[Dataset entries]

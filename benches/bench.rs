// Criterion benchmarks for Clubfit

use criterion::{black_box, criterion_group, criterion_main, BenchmarkId, Criterion};
use clubfit::core::{estimation::estimate_swing_speed, scoring::score_club, Recommender};
use clubfit::models::{Catalog, ClubRecord, ClubType, GolferProfile, Locale, MissTendency, ScoringParams};
use std::collections::{BTreeMap, BTreeSet};

fn create_club(id: usize, club_type: ClubType) -> ClubRecord {
    let mut miss_tendency_fix = BTreeSet::new();
    if id % 2 == 0 {
        miss_tendency_fix.insert(MissTendency::Slice);
    }
    if id % 3 == 0 {
        miss_tendency_fix.insert(MissTendency::Fat);
    }

    ClubRecord {
        id: format!("club-{:05}", id),
        brand_id: Some(format!("brand-{}", id % 7)),
        brand_name: None,
        name: format!("Club {}", id),
        name_ko: None,
        club_type,
        forgiveness_level: (id % 5) as u8 + 1,
        distance_level: ((id + 1) % 5) as u8 + 1,
        control_level: ((id + 2) % 5) as u8 + 1,
        feel_level: 3,
        miss_tendency_fix,
        recommended_swing_speed_min: Some(70 + (id % 4) as u16 * 10),
        recommended_swing_speed_max: Some(90 + (id % 4) as u16 * 10),
        recommended_handicap_min: Some((id % 3) as u16 * 10),
        recommended_handicap_max: Some(20 + (id % 3) as u16 * 10),
        release_price: Some(300000 + (id % 20) as u64 * 50000),
        current_price: if id % 4 == 0 { None } else { Some(250000 + (id % 20) as u64 * 40000) },
        used_price_guide: BTreeMap::new(),
    }
}

fn create_catalog(per_type: usize) -> Catalog {
    ClubType::ALL
        .into_iter()
        .map(|club_type| {
            let clubs = (0..per_type).map(|i| create_club(i, club_type)).collect();
            (club_type, clubs)
        })
        .collect()
}

fn create_profile() -> GolferProfile {
    GolferProfile {
        height: Some(178),
        average_score: Some(94),
        swing_speed: None,
        miss_tendencies: [MissTendency::Slice, MissTendency::Fat].into_iter().collect(),
        budget: Some(600000),
    }
}

fn bench_swing_speed_estimate(c: &mut Criterion) {
    let params = ScoringParams::default();
    let profile = create_profile();

    c.bench_function("estimate_swing_speed", |b| {
        b.iter(|| estimate_swing_speed(black_box(&profile), black_box(&params)));
    });
}

fn bench_score_club(c: &mut Criterion) {
    let params = ScoringParams::default();
    let profile = create_profile();
    let club = create_club(6, ClubType::Driver);

    c.bench_function("score_club", |b| {
        b.iter(|| score_club(black_box(&profile), black_box(&club), black_box(&params)));
    });
}

fn bench_recommend(c: &mut Criterion) {
    let mut group = c.benchmark_group("recommend");
    let recommender = Recommender::with_default_params();
    let profile = create_profile();

    for size in [10, 100, 1000].iter() {
        let catalog = create_catalog(*size);

        group.bench_with_input(BenchmarkId::from_parameter(size), size, |b, _| {
            b.iter(|| recommender.recommend(black_box(&profile), black_box(&catalog), Locale::Ko));
        });
    }

    group.finish();
}

criterion_group!(benches, bench_swing_speed_estimate, bench_score_club, bench_recommend);
criterion_main!(benches);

• Problem statement: In the data above, find each line that uses the string "benches". Copy it.

• Output of the exercise:
filename benches/bench.rs
criterion_group!(benches, bench_swing_speed_estimate, bench_score_club, bench_recommend);
criterion_main!(benches);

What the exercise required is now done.